Finding your voice can come with distractions and many times experiencing and learning from deluded failures  The poem “The Journey” itself depicts the message of determination to succeed in finding your voice.  In Mary Oliver’s “The Journey,” imagery is used metaphorically to develop and illustrate the experiences of finding oneself own voice. 

“Though the voices around you kept shouting their bad advice…. though the whole house began to tremble” (lines 3-7).  The trembling of the house solidifies that all the voices you were hearing, were overwhelming.  All of the people that were giving their advice, in this case bad advice, began to be too much and it can make you want to leave it all behind and move on into a calmer headspace.  This use of imagery signifies the beginning of what you will go through to find your voice.  Which can cause for you to experience a big adjustment to fulfill the journey.  

“And you felt the old tug, at your ankles, “Mend my life!” each voice cried” (lines 8-11).  In this instance, the voices were crying out to you for guidance on mending their own lives.  The old tug represents the things that can hold you back as you are trying to move on.  The old tug, can imply the weight of chains that you feel as you try to progress.  In which the chains can symbolize the bondage you feel because you have succumbed to those voices, which makes it harder to defy the voices you hear. 

“And the road full of fallen branches and stones” (lines 21-22).  The use of imagery in this line, illustrates how it can be hard to embark on this journey without acknowledging the failures that you may experience.  As you were going through the journey to find your voice, you ran into a road full of fallen branches and stones.  The fallen branches and stones symbolize the failed attempts of many people who may have tried their own voice.  But unfortunately, they ran into obstacles and were reared off their journey by distractions.  Oliver makes it clear to the reader that it can be very difficult to transition.  Because in order to do so you must be ready to find your voice.  It’s pretty much all or nothing.  And with the usage of the fallen branches and stones, the reader is really able to see that failure is always a possibility in stepping out of your comfort zone.  

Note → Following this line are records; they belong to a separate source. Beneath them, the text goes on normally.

use std::collections::BTreeMap;
use std::ops::RangeInclusive;
use std::path::PathBuf;
use std::time::Duration;

use chrono_tz::Tz;
use thiserror::Error;

pub const DEFAULT_TIMEZONE: &str = "America/Phoenix";
pub const DEFAULT_LOOKAHEAD_DAYS: u32 = 120;
pub const DEFAULT_LOOKBACK_DAYS: u32 = 7;
pub const DEFAULT_STATE_PATH: &str = ".cns_watermark";
pub const DEFAULT_HTTP_TIMEOUT_SECS: u64 = 30;
pub const DEFAULT_UPSERT_DELAY_MS: u64 = 150;
pub const DEFAULT_SYNC_CRON: &str = "0 0 */6 * * *";
/// Upper bound for either side of the scan horizon.
pub const MAX_HORIZON_DAYS: u32 = 36_500;

#[derive(Debug, Error, PartialEq, Eq)]
pub enum ConfigError {
    #[error("missing required setting {0}")]
    Missing(&'static str),
    #[error("COURSE_IDS does not contain any numeric course id")]
    NoCourses,
    #[error("invalid value {value:?} for {key}")]
    Invalid { key: &'static str, value: String },
    #[error("unknown time zone {0:?}")]
    UnknownZone(String),
}

#[derive(Debug, Clone)]
pub struct SyncConfig {
    pub canvas_base_url: String,
    pub canvas_token: String,
    pub notion_token: String,
    pub notion_database_id: String,
    pub course_ids: Vec<u64>,
    pub course_name_overrides: BTreeMap<u64, String>,
    pub timezone: Tz,
    pub lookahead_days: u32,
    pub lookback_days: u32,
    pub state_path: PathBuf,
    pub http_timeout_secs: u64,
    pub upsert_delay: Duration,
    pub legacy_adoption: bool,
    pub sync_cron: String,
}

impl SyncConfig {
    /// Read settings from the process environment, after loading `.env` if present.
    pub fn from_env() -> Result<Self, ConfigError> {
        let _ = dotenvy::dotenv();
        Self::from_lookup(|key| std::env::var(key).ok())
    }

    pub fn from_lookup<F>(lookup: F) -> Result<Self, ConfigError>
    where
        F: Fn(&str) -> Option<String>,
    {
        let get = |key: &str| lookup(key).map(|v| v.trim().to_string()).filter(|v| !v.is_empty());
        let required = |key: &'static str| get(key).ok_or(ConfigError::Missing(key));

        let course_ids = parse_course_ids(&required("COURSE_IDS")?);
        if course_ids.is_empty() {
            return Err(ConfigError::NoCourses);
        }

        let zone_name = get("TIMEZONE").unwrap_or_else(|| DEFAULT_TIMEZONE.to_string());
        let timezone = zone_name
            .parse::<Tz>()
            .map_err(|_| ConfigError::UnknownZone(zone_name.clone()))?;

        Ok(Self {
            canvas_base_url: required("CANVAS_BASE_URL")?.trim_end_matches('/').to_string(),
            canvas_token: required("CANVAS_TOKEN")?,
            notion_token: required("NOTION_TOKEN")?,
            notion_database_id: required("NOTION_DATABASE_ID")?,
            course_ids,
            course_name_overrides: get("COURSE_NAME_OVERRIDES")
                .map(|raw| parse_overrides(&raw))
                .unwrap_or_default(),
            timezone,
            lookahead_days: parse_bounded(
                "LOOKAHEAD_DAYS",
                get("LOOKAHEAD_DAYS"),
                DEFAULT_LOOKAHEAD_DAYS,
                0..=MAX_HORIZON_DAYS,
            )?,
            lookback_days: parse_bounded(
                "LOOKBACK_DAYS",
                get("LOOKBACK_DAYS"),
                DEFAULT_LOOKBACK_DAYS,
                0..=MAX_HORIZON_DAYS,
            )?,
            state_path: get("SYNC_STATE_PATH")
                .map(PathBuf::from)
                .unwrap_or_else(|| PathBuf::from(DEFAULT_STATE_PATH)),
            http_timeout_secs: parse_bounded(
                "HTTP_TIMEOUT_SECS",
                get("HTTP_TIMEOUT_SECS"),
                DEFAULT_HTTP_TIMEOUT_SECS,
                1..=u64::MAX,
            )?,
            upsert_delay: Duration::from_millis(parse_number(
                "UPSERT_DELAY_MS",
                get("UPSERT_DELAY_MS"),
                DEFAULT_UPSERT_DELAY_MS,
            )?),
            legacy_adoption: get("LEGACY_ADOPTION")
                .map(|v| matches!(v.as_str(), "1" | "true" | "TRUE" | "True" | "yes"))
                .unwrap_or(false),
            sync_cron: get("SYNC_CRON").unwrap_or_else(|| DEFAULT_SYNC_CRON.to_string()),
        })
    }
}

fn parse_number<T: std::str::FromStr>(
    key: &'static str,
    raw: Option<String>,
    default: T,
) -> Result<T, ConfigError> {
    match raw {
        None => Ok(default),
        Some(value) => value.parse().map_err(|_| ConfigError::Invalid { key, value }),
    }
}

fn parse_bounded<T>(
    key: &'static str,
    raw: Option<String>,
    default: T,
    range: RangeInclusive<T>,
) -> Result<T, ConfigError>
where
    T: std::str::FromStr + PartialOrd + ToString,
{
    let value = parse_number(key, raw, default)?;
    if range.contains(&value) {
        Ok(value)
    } else {
        Err(ConfigError::Invalid {
            key,
            value: value.to_string(),
        })
    }
}

/// Comma-separated course ids. Entries that are not integers are dropped.
pub fn parse_course_ids(raw: &str) -> Vec<u64> {
    raw.split(',')
        .filter_map(|part| part.trim().parse().ok())
        .collect()
}

/// `id:Label` pairs separated by commas. Malformed pairs are dropped.
pub fn parse_overrides(raw: &str) -> BTreeMap<u64, String> {
    raw.split(',')
        .filter_map(|pair| {
            let (id, label) = pair.split_once(':')?;
            let label = label.trim();
            if label.is_empty() {
                return None;
            }
            Some((id.trim().parse().ok()?, label.to_string()))
        })
        .collect()
}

“The stars began to burn…. through the sheets of clouds, and there was a new voice” (lines 25-27).  The use of imagery in this line develops an image for the reader, to better understand how you felt as you came to the moment where you have found your voice.  The stars began to burn, is used to intensify that your voice became clearer to you.  Instead of using the ‘the stars began to shine,’ the word burn has more meaning to it.  The word burn, is very significant because it illustrates how the one would finally feel because they have fulfilled what Oliver says, as what they knew they had to do.  The sheets of clouds symbolize how your headspace can be very clouded.  And the accomplishment of you finally finding your voice, puts you in a clear headspace.  Oliver intensifies the stars and clouds, to show the reader that once you have transitioned through the journey, you see the light at the end of the dark tunnel.  The tunnel you went through, seemed like it would never end and that ultimately you would become stuck.  And therefore you wouldn’t know if you ever would be able to reach the prize at the end of the tunnel.  The prize being that you have found who you are as an individual, you have found your voice.  

In Mary Oliver’s, “The Journey,” imagery is used to develop and illustrate the experience of finding oneself own voice.  Oliver uses metaphorical phrases to help the reader visualize what’s really happening in the poem.  And by utilizing those phrases, the reader can somehow relate to the journey.  Due to the fact that every individual goes through some type of journey to find who they are as a person.  Oliver hints throughout the poem, that determination is a key factor that plays into fulfilling this journey.  By replicating the phrase, for you knew what you had to do, this is how Oliver implies that determination is necessary, because you can easily get tied up with distractions that can apprehend you from becoming your own person.